Ambien Addiction: Understanding What’s Happening in Your Brain
Take enough Ambien to get dependent and addicted and you'll change the structure and workings of your brain in lasting ways. That’s the bad news - and that’s why most people struggle when trying to quit.
Fortunately, the brain has an incredible ability to adapt and repair – as long as you give it the healing time it requires.
You can quit and get your pre-Ambien self back again. It may take a little time, but research shows that people who recover from sedative addictions make enormous thinking and psychomotor gains – so happily, the payoff very likely justifies the effort involved.1
Ambien Addiction vs. Ambien Dependence
To get started, choose which of the following best describes your situation:
- I am not addicted to or dependent on Ambien
- I am dependent on but not addicted to Ambien
- I am dependent on and addicted to Ambien
Not sure? Then read on for a quick explanation of the important differences between Ambien dependence and Ambien addiction.
If you take Ambien as directed (never misusing it) you may become dependent on Ambien but you are unlikely to get addicted to it.
- Your brain adapts to chronic Ambien use by changing the structure and function of certain neurochemical systems.
- Once your brain has adapted in this way, you will experience specific withdrawal symptoms if you suddenly stop taking this medication.
You can also become physically dependent on non-intoxicating drugs like beta blockers – a form of blood pressure medication. However, since these types of drugs have no psychoactive effects (they can't get you high) they, unlike Ambien, are not addictive.
People who misuse Ambien are at risk to become addicted. Examples of misuse include:
- taking more than prescribed
- taking it more frequently than recommended
- taking it for reasons other than what it was prescribed for
- taking it with other drugs or alcohol or taking it recreationally, etc.
At recommended doses you may develop a physical dependency, but you aren’t likely to develop an addiction. This is because at low doses, Ambien doesn’t induce pleasurable intoxication… it only makes you sleepy.
At higher doses, however, Ambien starts to stimulate a wider array of GABBA-Benzodiazepine receptors and it starts to feel a lot like any other benzodiazepine – and since benzodiazepines are extremely addictive, it’s not surprising that higher doses of Ambien can also induce addiction.
Symptoms of Ambien addiction include:
- Losing control over how much you take (being unable to manage your supply between prescriptions, for example).
- Craving Ambien
- Compulsive use, and feeling preoccupied with getting and taking this medication
- Continuing to abuse this drug even though you know you’re doing yourself physical or mental harm
You can be addicted to Ambien without being dependent on it, but in most cases, people addicted to this medication are also physically dependent on it.2
Tapering or Tapering + Addiction Treatment?
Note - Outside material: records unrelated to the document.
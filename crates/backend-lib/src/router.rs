// ============================
// notes-backend-lib/src/router.rs
// ============================
//! HTTP routes and the layers around them.
use std::sync::Arc;
use axum::{
    http::{header, HeaderName, HeaderValue, Method},
    middleware::from_fn_with_state,
    routing::{get, post, put},
    Router,
};
use tower_http::cors::{AllowOrigin, Any, CorsLayer};
use tower_http::trace::TraceLayer;
use crate::handlers::{self, auth, notes};
use crate::middleware::{require_session, require_token, USER_ID_HEADER};
use crate::storage::Storage;
use crate::AppState;

/// Create the API router
pub fn create_router<S: Storage + Clone + 'static>(state: Arc<AppState<S>>) -> Router {
    let gate = Arc::clone(&state.gate);

    let notes = Router::new()
        .route("/notes", get(notes::list_notes::<S>).post(notes::create_note::<S>))
        .route(
            "/notes/{id}",
            put(notes::update_note::<S>).delete(notes::delete_note::<S>),
        )
        .route_layer(from_fn_with_state(Arc::clone(&gate), require_session));

    let logout = Router::new()
        .route("/auth/logout", post(auth::logout::<S>))
        .route_layer(from_fn_with_state(gate, require_token));

    Router::new()
        .route("/health", get(handlers::health))
        .route("/auth/register", post(auth::register::<S>))
        .route("/auth/login", post(auth::login::<S>))
        .merge(logout)
        .merge(notes)
        .layer(TraceLayer::new_for_http())
        .layer(cors_layer(&state.settings.allowed_origin))
        .with_state(state)
}

fn cors_layer(allowed_origin: &str) -> CorsLayer {
    let origin = if allowed_origin.trim() == "*" {
        AllowOrigin::from(Any)
    } else {
        match HeaderValue::from_str(allowed_origin.trim()) {
            Ok(value) => AllowOrigin::exact(value),
            Err(_) => {
                tracing::warn!(allowed_origin, "invalid CORS origin, cross-origin requests disabled");
                AllowOrigin::list(Vec::<HeaderValue>::new())
            },
        }
    };

    CorsLayer::new()
        .allow_origin(origin)
        .allow_methods([Method::GET, Method::POST, Method::PUT, Method::DELETE])
        .allow_headers([
            header::AUTHORIZATION,
            header::CONTENT_TYPE,
            HeaderName::from_static(USER_ID_HEADER),
        ])
}
// crates/backend-lib/src/middleware/mod.rs

//! Middleware for the notes API.

pub mod auth;

pub use auth::{require_session, require_token, RequestGate, USER_ID_HEADER};
// ====================================
// tests/integration/notes_flow_tests.rs
// ====================================
//! Note CRUD behind the request gate
use axum::http::{Method, StatusCode};
use serde_json::json;
use crate::test_utils::*;

#[tokio::test]
async fn test_notes_require_a_token() {
    let (_state, app) = memory_app(test_settings());

    let (status, _) = send(&app, build_request(Method::GET, "/notes", None, None, None)).await;
    assert_eq!(status, StatusCode::UNAUTHORIZED);

    let body = json!({ "title": "sneaky" });
    let (status, _) = send(&app, build_request(Method::POST, "/notes", None, None, Some(body))).await;
    assert_eq!(status, StatusCode::UNAUTHORIZED);
}

#[tokio::test]
async fn test_note_lifecycle() {
    let (_state, app, _temp_dir) = file_app(test_settings());
    let (token, user_id) = signed_in(&app, "alice1").await;

    let body = json!({ "title": "Groceries", "content": "milk" });
    let (status, note) = send(&app, build_request(Method::POST, "/notes", Some(&token), None, Some(body))).await;
    assert_eq!(status, StatusCode::CREATED);
    assert_eq!(note["title"], "Groceries");
    assert_eq!(note["userId"], user_id);
    let id = note["id"].as_i64().unwrap();

    let body = json!({ "id": id, "title": "Groceries", "content": "milk, eggs" });
    let uri = format!("/notes/{id}");
    let (status, _) = send(&app, build_request(Method::PUT, &uri, Some(&token), None, Some(body))).await;
    assert_eq!(status, StatusCode::NO_CONTENT);

    let (status, notes) = send(&app, build_request(Method::GET, "/notes", Some(&token), None, None)).await;
    assert_eq!(status, StatusCode::OK);
    assert_eq!(notes.as_array().unwrap().len(), 1);
    assert_eq!(notes[0]["content"], "milk, eggs");

    let (status, _) = send(&app, build_request(Method::DELETE, &uri, Some(&token), None, None)).await;
    assert_eq!(status, StatusCode::NO_CONTENT);

    let (_, notes) = send(&app, build_request(Method::GET, "/notes", Some(&token), None, None)).await;
    assert!(notes.as_array().unwrap().is_empty());

    // deleted notes can be neither updated nor deleted again
    let (status, _) = send(&app, build_request(Method::DELETE, &uri, Some(&token), None, None)).await;
    assert_eq!(status, StatusCode::NOT_FOUND);
    let body = json!({ "title": "back from the dead" });
    let (status, _) = send(&app, build_request(Method::PUT, &uri, Some(&token), None, Some(body))).await;
    assert_eq!(status, StatusCode::NOT_FOUND);
}

#[tokio::test]
async fn test_notes_are_listed_newest_first() {
    let (_state, app) = memory_app(test_settings());
    let (token, _) = signed_in(&app, "alice1").await;

    for title in ["first", "second", "third"] {
        let body = json!({ "title": title });
        let (status, _) = send(&app, build_request(Method::POST, "/notes", Some(&token), None, Some(body))).await;
        assert_eq!(status, StatusCode::CREATED);
    }

    let (_, notes) = send(&app, build_request(Method::GET, "/notes", Some(&token), None, None)).await;
    let titles: Vec<&str> = notes
        .as_array()
        .unwrap()
        .iter()
        .map(|note| note["title"].as_str().unwrap())
        .collect();
    assert_eq!(titles, vec!["third", "second", "first"]);
}

#[tokio::test]
async fn test_note_validation() {
    let (_state, app) = memory_app(test_settings());
    let (token, _) = signed_in(&app, "alice1").await;

    let body = json!({ "title": "   " });
    let (status, error) = send(&app, build_request(Method::POST, "/notes", Some(&token), None, Some(body))).await;
    assert_eq!(status, StatusCode::BAD_REQUEST);
    assert_eq!(error_messages(&error), vec!["Title is required.".to_string()]);

    let body = json!({ "title": "ok" });
    let (_, note) = send(&app, build_request(Method::POST, "/notes", Some(&token), None, Some(body))).await;
    let id = note["id"].as_i64().unwrap();

    let body = json!({ "id": id + 1, "title": "ok" });
    let (status, error) = send(
        &app,
        build_request(Method::PUT, &format!("/notes/{id}"), Some(&token), None, Some(body)),
    )
    .await;
    assert_eq!(status, StatusCode::BAD_REQUEST);
    assert_eq!(error_messages(&error), vec!["Id mismatch.".to_string()]);
}

#[tokio::test]
async fn test_notes_are_scoped_to_their_owner() {
    let (_state, app) = memory_app(test_settings());
    let (alice, _) = signed_in(&app, "alice1").await;
    let (bob, _) = signed_in(&app, "bob22").await;

    let body = json!({ "title": "alice's secret" });
    let (_, note) = send(&app, build_request(Method::POST, "/notes", Some(&alice), None, Some(body))).await;
    let uri = format!("/notes/{}", note["id"].as_i64().unwrap());

    let (_, notes) = send(&app, build_request(Method::GET, "/notes", Some(&bob), None, None)).await;
    assert!(notes.as_array().unwrap().is_empty());

    let body = json!({ "title": "bob was here" });
    let (status, _) = send(&app, build_request(Method::PUT, &uri, Some(&bob), None, Some(body))).await;
    assert_eq!(status, StatusCode::NOT_FOUND);

    let (status, _) = send(&app, build_request(Method::DELETE, &uri, Some(&bob), None, None)).await;
    assert_eq!(status, StatusCode::NOT_FOUND);

    let (_, notes) = send(&app, build_request(Method::GET, "/notes", Some(&alice), None, None)).await;
    assert_eq!(notes[0]["title"], "alice's secret");
}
Whether you are dependent only, or dependent and addicted, you should not stop taking your pills very suddenly (this can result in dangerous withdrawal symptoms)
- If you are dependent on Ambien, you will need to gradually taper down your daily dosage
- If you are dependent on and addicted to Ambien, you will need to taper your daily dosage and you will likely need some form of addiction treatment (to learn to manage your cravings, to learn ways to minimize relapse, to learn better anger and stress management skills, etc.).
In most cases, you can find the treatment you need on an outpatient basis, but people unable to manage a successful tapering program may need residential care and managed dosing, or a rapid detoxification protocol, to achieve successful tapering.
Ambien Dependence – What Happens in the Brain?
The brain is homeostatic – it likes to return to its basic ways of functioning, and if you try to change its functioning through the chronic use of drugs like Ambien, it will adapt in predictable ways to offset the effects of the drugs. When this happens you develop a tolerance and when you start to require a regular dose of your medication just to feel ‘normal’ – you have reached a state of physical dependency.3
Ambien increases the activity of the neurotransmitter GABA in the brain. GABA is an inhibitory chemical that quiets other neurotransmitters in the brain, so by upping GABA, you reduce physical and mental excitement and induce drowsiness and sleep (and at higher doses, reduce anxiety, etc.)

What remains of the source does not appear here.